#### About this task:
Retype exactly the lines that run from the line with "#[derive(Debug, Default)]" to the final line of the entries, keeping both ends and nothing else.
*** Data provided Section Begins ***
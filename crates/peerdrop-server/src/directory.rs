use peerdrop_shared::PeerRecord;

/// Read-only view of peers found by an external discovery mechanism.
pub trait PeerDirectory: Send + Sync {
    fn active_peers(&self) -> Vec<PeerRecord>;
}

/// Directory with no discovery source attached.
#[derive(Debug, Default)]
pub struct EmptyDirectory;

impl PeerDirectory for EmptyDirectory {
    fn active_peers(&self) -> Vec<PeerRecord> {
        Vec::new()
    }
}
*** Data provided Section Ends ***
#### Worked solution:
#[derive(Debug, Default)]
pub struct EmptyDirectory;

impl PeerDirectory for EmptyDirectory {
    fn active_peers(&self) -> Vec<PeerRecord> {
        Vec::new()
    }
}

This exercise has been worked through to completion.